A fairy tale that grew out of the land that is now a bed of horrors
It was the winter of 2006 and I had been divorced for a year. As was a likely meeting ground of the recently divorced, internet dating became my dance card. My choice of dating sites was JDate, as in Jewish Dating. During those days, it was the place that attracted a more educated clientele with a common cultural background. My Jewish background had about 20 years on it; since my reform conversion. I also, made several friends through these “dates”.
The dates I accepted/ pursued were clever, clearly cerebral in their responses to my queries, the first hurdle. From our on-line kibbutzim, we guessed as to what would give us distinction, class, in choosing a mutually agreeable location and or event which to meet; add the specific venue; park, restaurant, art museum, bar, or coffee shop. The search for ‘chemistry’ represented a wide geographical range; from New Jersey, Fairfield County, New York City, and of course my favorite, coming to Greenwich, where I lived.
My first date with Daniil was in Greenwich (a positive) and at a Starbucks on Greenwich Ave, (good for convenience, low on originality). Accuracy of photo? I arrived wearing a long black woolen coat, beloved for its roomy hood. Donning the coat, pulling up the hood, granted me a likeness to the French Lieutenant’s Woman, and her mystique, as she stood at the edge of a misty dock.
Yes, we easily located each other among the low-density groupings on a Saturday evening in a coffee shop. Both of us — with eyes darting from one to another — matched the recalled profile images. His mannerisms and ability to make me feel immediately at ease, was seductive, I do — despite my feminist side — really swoon for traditional manners. I felt taken care of, a feeling that was lacking in my past.
His accent-clearly present — provided the first subject of fascination. Identifying as coming to the US from Ukraine at the age of 12, I gleefully boasted “oh, I have been to Russia”. That must have distinguished me from his usual coffee dates. I likely said Russia instead of USSR, thought my visit in 1977 was clearly the days of the Iron Curtain. (Missing the fact that he was from the Ukraine, not Russia more than once).
Ukraine Jewish history is filled with the good and bad, I now know.
Before 1939, 1.5 million Jews lived in Ukraine, and it was one of the three largest Jewish populations in the world. It was a place rich in creative endeavors; for writers, play writes, musicians. Yiddish was one of the three official languages.

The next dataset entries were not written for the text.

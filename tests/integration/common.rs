// Copyright (c) 2025 TexasFortress.AI
// This Source Code Form is subject to the terms of the Mozilla Public
// License, v. 2.0. If a copy of the MPL was not distributed with this
// file, You can obtain one at http://mozilla.org/MPL/2.0/.

//! Shared fakes and seed helpers for the integration tests.

use std::collections::{HashMap, VecDeque};
use std::sync::atomic::{AtomicUsize, Ordering};
use std::sync::{Arc, Mutex};

use async_trait::async_trait;
use chrono::{DateTime, Duration, Utc};
use mockall::mock;

use unibox::config::SyncConfig;
use unibox::imap::{EnvelopeSummary, FolderStatus, ImapError, MailboxConnector, MailboxSession};
use unibox::models::{Account, Credentials, InboundMessage, ProviderKind, StoredCredentials};
use unibox::services::transport::{OutgoingMessage, SentMessage};
use unibox::services::{
    CredentialError, CredentialProvider, EventBus, MailTransport, SendPipeline, SyncEngine, TokenEndpoint,
    TokenResponse, TransportError,
};
use unibox::store::{NewAccount, Store};

pub const USER: &str = "user-1";
pub const OTHER_USER: &str = "user-2";
pub const ACCOUNT_EMAIL: &str = "me@gmail.com";
pub const TRACKING_BASE: &str = "https://track.example.com";

mock! {
    pub Tokens {}

    #[async_trait]
    impl TokenEndpoint for Tokens {
        async fn refresh(&self, refresh_token: &str) -> Result<TokenResponse, CredentialError>;
        async fn exchange_code(&self, code: &str, redirect_uri: &str) -> Result<TokenResponse, CredentialError>;
    }
}

/// Token endpoint that must never be called.
pub fn idle_tokens() -> Arc<MockTokens> {
    let mut tokens = MockTokens::new();
    tokens.expect_refresh().never();
    tokens.expect_exchange_code().never();
    Arc::new(tokens)
}

pub fn fresh_token(access_token: &str) -> TokenResponse {
    TokenResponse {
        access_token: access_token.to_string(),
        token_type: Some("Bearer".to_string()),
        expires_in: 3600,
        refresh_token: None,
        scope: None,
    }
}

pub fn test_sync_config() -> SyncConfig {
    SyncConfig {
        insert_grace_ms: 0,
        ..SyncConfig::default()
    }
}

// --- Mailbox fake ---

#[derive(Debug, Clone)]
pub struct FakeMessage {
    pub from: String,
    pub raw: Vec<u8>,
    pub thread_id: Option<String>,
    pub provider_message_id: Option<String>,
}

impl FakeMessage {
    pub fn new(from: &str, to: &str, subject: &str, message_id: &str) -> Self {
        Self {
            from: from.to_string(),
            raw: rfc822(from, to, subject, message_id, "Hello there").into_bytes(),
            thread_id: None,
            provider_message_id: None,
        }
    }

    pub fn in_thread(mut self, thread_id: &str) -> Self {
        self.thread_id = Some(thread_id.to_string());
        self
    }

    pub fn with_provider_id(mut self, id: &str) -> Self {
        self.provider_message_id = Some(id.to_string());
        self
    }

    /// A message whose source has no sender and fails to parse.
    pub fn broken() -> Self {
        Self {
            from: "unknown@nowhere.test".to_string(),
            raw: b"Subject: broken\r\n\r\nno sender here\r\n".to_vec(),
            thread_id: None,
            provider_message_id: None,
        }
    }
}

pub fn rfc822(from: &str, to: &str, subject: &str, message_id: &str, body: &str) -> String {
    format!(
        "From: {from}\r\nTo: {to}\r\nSubject: {subject}\r\nMessage-ID: {message_id}\r\n\
         Date: Tue, 1 Jul 2025 10:00:00 +0000\r\nContent-Type: text/plain; charset=utf-8\r\n\r\n{body}\r\n"
    )
}

/// In-memory mailbox. Folders that were never added report `FolderNotFound`.
#[derive(Clone, Default)]
pub struct FakeMailbox {
    folders: Arc<Mutex<HashMap<String, Vec<FakeMessage>>>>,
    drop_at: Option<(String, u32)>,
    pub connects: Arc<AtomicUsize>,
    pub credentials_seen: Arc<Mutex<Vec<Credentials>>>,
}

impl FakeMailbox {
    pub fn new() -> Self {
        Self::default()
    }

    pub fn with_folder(self, name: &str, messages: Vec<FakeMessage>) -> Self {
        self.folders.lock().unwrap().insert(name.to_string(), messages);
        self
    }

    /// INBOX plus an empty Gmail sent folder.
    pub fn gmail_inbox(messages: Vec<FakeMessage>) -> Self {
        Self::new()
            .with_folder("INBOX", messages)
            .with_folder("[Gmail]/Sent Mail", Vec::new())
    }

    /// The connection drops when the source of `seq` in `folder` is fetched.
    pub fn dropping_connection_at(mut self, folder: &str, seq: u32) -> Self {
        self.drop_at = Some((folder.to_string(), seq));
        self
    }

    pub fn push(&self, folder: &str, message: FakeMessage) {
        self.folders
            .lock()
            .unwrap()
            .entry(folder.to_string())
            .or_default()
            .push(message);
    }

    pub fn connect_count(&self) -> usize {
        self.connects.load(Ordering::SeqCst)
    }
}

struct FakeSession {
    folders: HashMap<String, Vec<FakeMessage>>,
    selected: Option<String>,
    drop_at: Option<(String, u32)>,
}

impl FakeSession {
    fn selected(&self) -> Result<&Vec<FakeMessage>, ImapError> {
        self.selected
            .as_ref()
            .and_then(|name| self.folders.get(name))
            .ok_or_else(|| ImapError::Operation("no folder selected".to_string()))
    }
}

#[async_trait]
impl MailboxSession for FakeSession {
    async fn examine(&mut self, folder: &str) -> Result<FolderStatus, ImapError> {
        let messages = self
            .folders
            .get(folder)
            .ok_or_else(|| ImapError::FolderNotFound(folder.to_string()))?;
        let exists = messages.len() as u32;
        self.selected = Some(folder.to_string());
        Ok(FolderStatus { exists })
    }

    async fn fetch_envelopes(&mut self, start: u32, end: u32) -> Result<Vec<EnvelopeSummary>, ImapError> {
        let messages = self.selected()?;
        Ok((start..=end)
            .filter_map(|seq| {
                messages.get(seq as usize - 1).map(|m| EnvelopeSummary {
                    seq,
                    uid: Some(seq),
                    from_email: Some(m.from.clone()),
                    thread_id: m.thread_id.clone(),
                    provider_message_id: m.provider_message_id.clone(),
                    ..Default::default()
                })
            })
            .collect())
    }

    async fn fetch_source(&mut self, seq: u32) -> Result<Vec<u8>, ImapError> {
        if let (Some((folder, at)), Some(selected)) = (&self.drop_at, &self.selected) {
            if folder == selected && *at == seq {
                return Err(ImapError::Connection("connection reset by peer".to_string()));
            }
        }
        let messages = self.selected()?;
        messages
            .get(seq as usize - 1)
            .map(|m| m.raw.clone())
            .ok_or_else(|| ImapError::MissingData(format!("no message {}", seq)))
    }

    async fn close_folder(&mut self) -> Result<(), ImapError> {
        self.selected = None;
        Ok(())
    }

    async fn logout(&mut self) -> Result<(), ImapError> {
        Ok(())
    }
}

#[async_trait]
impl MailboxConnector for FakeMailbox {
    async fn connect(
        &self,
        _account: &Account,
        credentials: &Credentials,
    ) -> Result<Box<dyn MailboxSession>, ImapError> {
        self.connects.fetch_add(1, Ordering::SeqCst);
        self.credentials_seen.lock().unwrap().push(credentials.clone());
        let folders = self.folders.lock().unwrap().clone();
        Ok(Box::new(FakeSession {
            folders,
            selected: None,
            drop_at: self.drop_at.clone(),
        }))
    }
}

// --- Transport fake ---

/// Replays scripted send outcomes and records every attempt.
#[derive(Default)]
pub struct ScriptedTransport {
    outcomes: Mutex<VecDeque<Result<SentMessage, TransportError>>>,
    pub attempts: Mutex<Vec<OutgoingMessage>>,
}

impl ScriptedTransport {
    pub fn new(outcomes: Vec<Result<SentMessage, TransportError>>) -> Arc<Self> {
        Arc::new(Self {
            outcomes: Mutex::new(outcomes.into()),
            attempts: Mutex::new(Vec::new()),
        })
    }

    pub fn accepting(id: &str, thread_id: &str) -> Arc<Self> {
        Self::new(vec![Ok(sent(id, thread_id))])
    }

    pub fn attempt_count(&self) -> usize {
        self.attempts.lock().unwrap().len()
    }
}

pub fn sent(id: &str, thread_id: &str) -> SentMessage {
    SentMessage {
        provider_message_id: id.to_string(),
        provider_thread_id: Some(thread_id.to_string()),
    }
}

#[async_trait]
impl MailTransport for ScriptedTransport {
    async fn send(
        &self,
        _account: &Account,
        _credentials: &Credentials,
        message: &OutgoingMessage,
    ) -> Result<SentMessage, TransportError> {
        self.attempts.lock().unwrap().push(message.clone());
        self.outcomes
            .lock()
            .unwrap()
            .pop_front()
            .unwrap_or_else(|| Err(TransportError::from_http(503, "no scripted outcome left")))
    }
}

// --- Seed helpers ---

pub async fn seed_gmail_account(store: &Store, user_id: &str, expires_at: Option<DateTime<Utc>>) -> Account {
    store
        .accounts()
        .insert(NewAccount {
            user_id: user_id.to_string(),
            provider: ProviderKind::Gmail,
            email: ACCOUNT_EMAIL.to_string(),
            display_name: Some("Me".to_string()),
            imap_host: None,
            imap_port: None,
            smtp_host: None,
            smtp_port: None,
            credentials: StoredCredentials::OAuth {
                refresh_token: Some("refresh-token".to_string()),
                access_token: Some("access-token".to_string()),
                expires_at,
            },
        })
        .await
        .expect("seed account")
}

/// Account whose cached token stays valid for the whole test.
pub async fn seed_live_account(store: &Store) -> Account {
    seed_gmail_account(store, USER, Some(Utc::now() + Duration::hours(2))).await
}

pub async fn seed_lead(store: &Store, email: &str) -> unibox::models::Lead {
    let leads = store.leads();
    let campaign = leads.insert_campaign(USER, "Q3 outreach").await.expect("campaign");
    leads
        .insert_step(USER, &campaign, 1, "Quick question", "<p>Hi {{first_name}}</p>")
        .await
        .expect("step");
    leads.insert_lead(USER, &campaign, email, Some("Jane")).await.expect("lead")
}

pub fn inbound(account: &Account, message_id: &str, from: &str, thread_id: Option<&str>, at: DateTime<Utc>) -> InboundMessage {
    InboundMessage {
        id: uuid::Uuid::new_v4().to_string(),
        user_id: account.user_id.clone(),
        account_id: account.id.clone(),
        lead_id: None,
        campaign_id: None,
        thread_id: thread_id.map(str::to_string),
        message_id: message_id.to_string(),
        from_email: from.to_string(),
        from_name: None,
        to_email: Some(account.email.clone()),
        to_name: None,
        subject: Some("Re: Quick question".to_string()),
        body_text: Some("Sounds good".to_string()),
        body_html: None,
        snippet: Some("Sounds good".to_string()),
        received_at: at,
        is_read: false,
        tags: HashMap::new(),
    }
}

// --- Component wiring ---

pub fn credentials(store: &Store, tokens: Arc<dyn TokenEndpoint>) -> Arc<CredentialProvider> {
    Arc::new(CredentialProvider::new(store.clone(), tokens, 300))
}

pub fn sync_engine(store: &Store, tokens: Arc<dyn TokenEndpoint>, mailbox: &FakeMailbox, events: &EventBus) -> SyncEngine {
    SyncEngine::new(
        store.clone(),
        credentials(store, tokens),
        Arc::new(mailbox.clone()),
        events.clone(),
        test_sync_config(),
    )
}

pub fn send_pipeline(store: &Store, transport: Arc<ScriptedTransport>, events: &EventBus) -> SendPipeline {
    SendPipeline::new(
        store.clone(),
        credentials(store, idle_tokens()),
        transport.clone(),
        transport,
        events.clone(),
        TRACKING_BASE,
    )
}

However, it was also the place of notorious Nazi crimes and pogroms. There exists a horse statue in a public square in honor of the Bogdan Chmielnicki- a 17th Century leader of the Cossack Rebellion- who, until the rise of Hitler, was the greatest murder of Jews in all of Jewish history. In 1941, the Nazi’s broke their non-aggression treaty with Russia slaughtering up to 1 million Jews.
I recall the movement called the brain drain- in the 1980’s- when Daniil’s family emigrated from Ukraine. No shortage of brain in his family of four. When asked about the reason they left Ukraine, his mother suggested that things were getting worse for the Jews, and they had had enough.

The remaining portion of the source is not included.